When we take limit $a/h \rightarrow 0\text{,}$ we will get the following in the leading order.

\begin{equation*} E_z = \frac{ 8k\lambda a h }{2h^3} = k\frac{ q }{h^2}, \end{equation*}

where $q=4a\lambda\text{,}$ the total charge on the square. This is the field of a point charge $q$ placed at the center.

Suppose charges are painted on two large nonconducting sheets so that they have equal charge densities of opposite types, $\pm \sigma\text{.}$ Then, the two sheets are placed perpendicularly to each other. You may think of positive sheet being $xy$ plane and the negative sheet as $xz$ plane. Find electric field everywhere.

Hint

Use superposition of field of each of the two sheets.

Magnitude $\sqrt{2}\frac{\sigma}{\epsilon_0}$ and directions vary in $yz$ plane with counterclockwise angles from positive $y$ axis: $135^\circ, y \gt 0, z \gt 0;$ $225^\circ, y \gt 0, z \lt 0;$ $45^\circ, y \lt 0, z \gt 0;$ $315^\circ, y \lt 0,z \lt 0.$

Solution

First notice that electric field of each sheet is independently known to be

\begin{align*} E_{z}^{(+)} \amp = \begin{cases} \frac{\sigma}{\epsilon_0} \amp z \gt 0,\\ -\frac{\sigma}{\epsilon_0} \amp z \lt 0, \end{cases}\\ E_{y}^{(-)} \amp = \begin{cases} -\frac{\sigma}{\epsilon_0} \amp y \gt 0,\\ +\frac{\sigma}{\epsilon_0} \amp y \lt 0. \end{cases} \end{align*}

The other components are all zero. By superposition principle, we know that the net electric field at any point will be a vector sum of these two. There are four regions based on the $y$ and $z$ values.

\begin{equation*} \vec E = \begin{cases} -\frac{\sigma}{\epsilon_0}\hat u_y + \frac{\sigma}{\epsilon_0}\hat u_z \amp y \gt 0, z \gt 0,\\ -\frac{\sigma}{\epsilon_0}\hat u_y - \frac{\sigma}{\epsilon_0}\hat u_z \amp y \gt 0, z \lt 0,\\ \frac{\sigma}{\epsilon_0}\hat u_y + \frac{\sigma}{\epsilon_0}\hat u_z \amp y \lt 0, z \gt 0,\\ \frac{\sigma}{\epsilon_0}\hat u_y - \frac{\sigma}{\epsilon_0}\hat u_z \amp y \lt 0, z \lt 0. \end{cases} \end{equation*}

From these we get the magnitude to be same everywhere, $E=\sqrt{2}\frac{\sigma}{\epsilon_0}\text{,}$ and direction being different for different cases. Let $\theta$ be counterclockwise angle with respect to positive $y$ axis in $yz$ plane.

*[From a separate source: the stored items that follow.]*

// ABOUTME: Deterministic catalog and plan fixtures for integration tests
// ABOUTME: Small recipe and ingredient catalog covering every slot category and dietary tag
//
// SPDX-License-Identifier: MIT OR Apache-2.0
// Copyright (c) 2025 Pierre Fitness Intelligence

use chrono::NaiveDate;
use pierre_meals::catalog::InMemoryCatalog;
use pierre_meals::models::{
    CandidateItem, DietaryFilter, NutritionValues, PlanEntry, PlanKey, PlanSlots, ServingUnit,
};
use uuid::Uuid;

/// Nutrition values that are known to be valid
pub fn nutrition(calories: f64, protein_g: f64, carbs_g: f64, fat_g: f64) -> NutritionValues {
    NutritionValues::new(calories, protein_g, carbs_g, fat_g).unwrap()
}

/// A recipe with one category tag
pub fn recipe(id: &str, name: &str, category: &str, calories: f64) -> CandidateItem {
    CandidateItem::recipe(id, name, nutrition(calories, 20.0, 40.0, 10.0)).with_category(category)
}

/// Recipes for every slot category plus grain, dairy and protein ingredients
pub fn sample_items() -> Vec<CandidateItem> {
    vec![
        // Breakfast
        CandidateItem::recipe("oat-porridge", "Oat porridge", nutrition(350.0, 12.0, 55.0, 9.0))
            .with_category("breakfast")
            .with_dietary_tag(DietaryFilter::Vegetarian),
        CandidateItem::recipe("veggie-omelette", "Veggie omelette", nutrition(300.0, 20.0, 6.0, 21.0))
            .with_category("breakfast")
            .with_dietary_tag(DietaryFilter::Vegetarian)
            .with_dietary_tag(DietaryFilter::GlutenFree),
        // Lunch (dinner slots draw from these too)
        CandidateItem::recipe("chicken-rice-bowl", "Chicken rice bowl", nutrition(600.0, 45.0, 70.0, 14.0))
            .with_category("lunch")
            .with_dietary_tag(DietaryFilter::GlutenFree)
            .with_dietary_tag(DietaryFilter::DairyFree),
        CandidateItem::recipe("lentil-curry", "Lentil curry", nutrition(500.0, 24.0, 70.0, 13.0))
            .with_category("lunch")
            .with_dietary_tag(DietaryFilter::Vegan)
            .with_dietary_tag(DietaryFilter::Vegetarian)
            .with_dietary_tag(DietaryFilter::GlutenFree)
            .with_dietary_tag(DietaryFilter::DairyFree),
        CandidateItem::recipe("beef-lasagna", "Beef lasagna", nutrition(800.0, 42.0, 70.0, 38.0))
            .with_category("lunch"),
        // Snacks and desserts
        CandidateItem::recipe("greek-yogurt-bowl", "Greek yogurt bowl", nutrition(200.0, 17.0, 20.0, 6.0))
            .with_category("snack")
            .with_dietary_tag(DietaryFilter::Vegetarian)
            .with_dietary_tag(DietaryFilter::GlutenFree),
        CandidateItem::recipe("apple-almonds", "Apple with almonds", nutrition(180.0, 5.0, 22.0, 9.0))
            .with_category("snack")
            .with_dietary_tag(DietaryFilter::Vegan)
            .with_dietary_tag(DietaryFilter::Vegetarian),
        CandidateItem::recipe("chocolate-mousse", "Chocolate mousse", nutrition(250.0, 5.0, 25.0, 15.0))
            .with_category("dessert")
            .with_dietary_tag(DietaryFilter::Vegetarian),
        // Grain ingredients, per 100 g
        CandidateItem::ingredient("rice-white", "White rice", nutrition(130.0, 2.7, 28.0, 0.3), 100.0, ServingUnit::Grams)
            .with_food_group("grains")
            .with_subgroup("rice"),
        CandidateItem::ingredient("rice-brown", "Brown rice", nutrition(112.0, 2.6, 23.0, 0.9), 100.0, ServingUnit::Grams)
            .with_food_group("grains")
            .with_subgroup("rice"),
        CandidateItem::ingredient("quinoa", "Quinoa", nutrition(120.0, 4.4, 21.3, 1.9), 100.0, ServingUnit::Grams)
            .with_food_group("grains")
            .with_subgroup("seeds"),
        CandidateItem::ingredient("bulgur", "Bulgur", nutrition(83.0, 3.1, 18.6, 0.2), 100.0, ServingUnit::Grams)
            .with_food_group("grains")
            .with_subgroup("wheat"),
        // Other groups
        CandidateItem::ingredient("egg", "Egg", nutrition(78.0, 6.3, 0.6, 5.3), 1.0, ServingUnit::Pieces)
            .with_food_group("protein"),
        CandidateItem::ingredient("milk", "Milk", nutrition(62.0, 3.3, 4.8, 3.3), 100.0, ServingUnit::Milliliters)
            .with_food_group("dairy"),
        CandidateItem::ingredient("salt", "Salt", nutrition(0.0, 0.0, 0.0, 0.0), 1.0, ServingUnit::Grams),
    ]
}

/// The sample items as an in-memory catalog
pub fn sample_catalog() -> InMemoryCatalog {
    InMemoryCatalog::new(sample_items()).unwrap()
}

/// A fixed user and date
pub fn plan_key() -> PlanKey {
    PlanKey::new(
        Uuid::from_u128(0x5eed_0000_0000_0000_0000_0000_0000_0001),
        NaiveDate::from_ymd_opt(2025, 3, 14).unwrap(),
    )
}

/// A plan entry that is known to be valid
pub fn entry(item_id: &str, servings: f64) -> PlanEntry {
    PlanEntry::new(item_id, servings).unwrap()
}

/// Plan slots from `(slot, item_id, servings)` rows
pub fn plan_slots(rows: &[(&str, &str, f64)]) -> PlanSlots {
    let mut slots = PlanSlots::new();
    for (slot, item_id, servings) in rows {
        slots
            .entry((*slot).to_owned())
            .or_default()
            .push(entry(item_id, *servings));
    }
    slots
}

\begin{equation*} \theta = \begin{cases} 135^\circ \amp y \gt 0, z \gt 0,\\ 225^\circ \amp y \gt 0, z \lt 0,\\ 45^\circ \amp y \lt 0, z \gt 0,\\ 315^\circ \amp y \lt 0,z \lt 0. \end{cases} \end{equation*}

A hollow drum of radius $R$ and height $h$ is charged with uniform charge density of $\sigma$ (units: $\text{C/m}^2$). Consider a point P on the axis of the cylinder. (a) Find electric field at this point. For ease of calculation, place the point outside the cylinder. (b) Show that the electric field can also be written as $\frac{\sigma}{2\epsilon_0} (\sin\theta_1 - \sin\theta_2).$ Hint

Use ring-shaped element and the formula for electric field of the ring to set up $dE_z\text{.}$

(a) $E_z = 2\pi k \sigma \left[ \frac{R}{\sqrt{R^2 + (z_0-h)^2}} - \frac{R}{\sqrt{R^2 + z_0^2}} \right]\text{.}$

Solution 1 (a)

(a) We will use a ring-shaped element of the drum between $z$ and $z+dz\text{.}$ The area of this strip is $2\pi R dz\text{.}$ Therefore, amount of charge in this ring is $dq = \sigma \times (2\pi R dz)\text{.}$ Since, point P is a distance $z_0 - z$ from this ring, we can immediately write the formla for the $z$ component of electric field at P using the formula for a ring. \begin{align*} dE_z \amp = k\frac{D\; dq}{ \left( R^2 + D^2 \right) }\\ \amp = 2\pi k R \sigma \frac{(z_0-z)\; dz}{ \left( R^2 + (z_0-z)^2 \right) }. \end{align*}

Integrating this from $z=0$ to $z=h$ gives the net electric field at P. Integration is helped by successive change of variables: (1) change to $a=z_0-z\text{,}$ (2) then to $b=a^2\text{,}$ and (3) then $c=R^2 + b\text{.}$ The final result you should get is

\begin{equation*} E_z = 2\pi k \sigma \left[ \frac{R}{\sqrt{R^2 + (z_0-h)^2}} - \frac{R}{\sqrt{R^2 + z_0^2}} \right]. \end{equation*}
Solution 2 (b)

(b) From the definition of angles $\theta_1$ and $\theta_2\text{,}$ it is clear that

\begin{align*} \amp \sin\theta_1 = \frac{R}{\sqrt{R^2 + (z_0-h)^2}}, \\ \amp \sin\theta_2 = \frac{R}{\sqrt{R^2 + z_0^2}}. \end{align*}

We also know that $k = 1/4\pi\epsilon_0\text{.}$ Therefore, we get

\begin{equation*} E_z = \frac{\sigma}{2\epsilon_0}\left( \sin\theta_1 - \sin\theta_2\right). \end{equation*}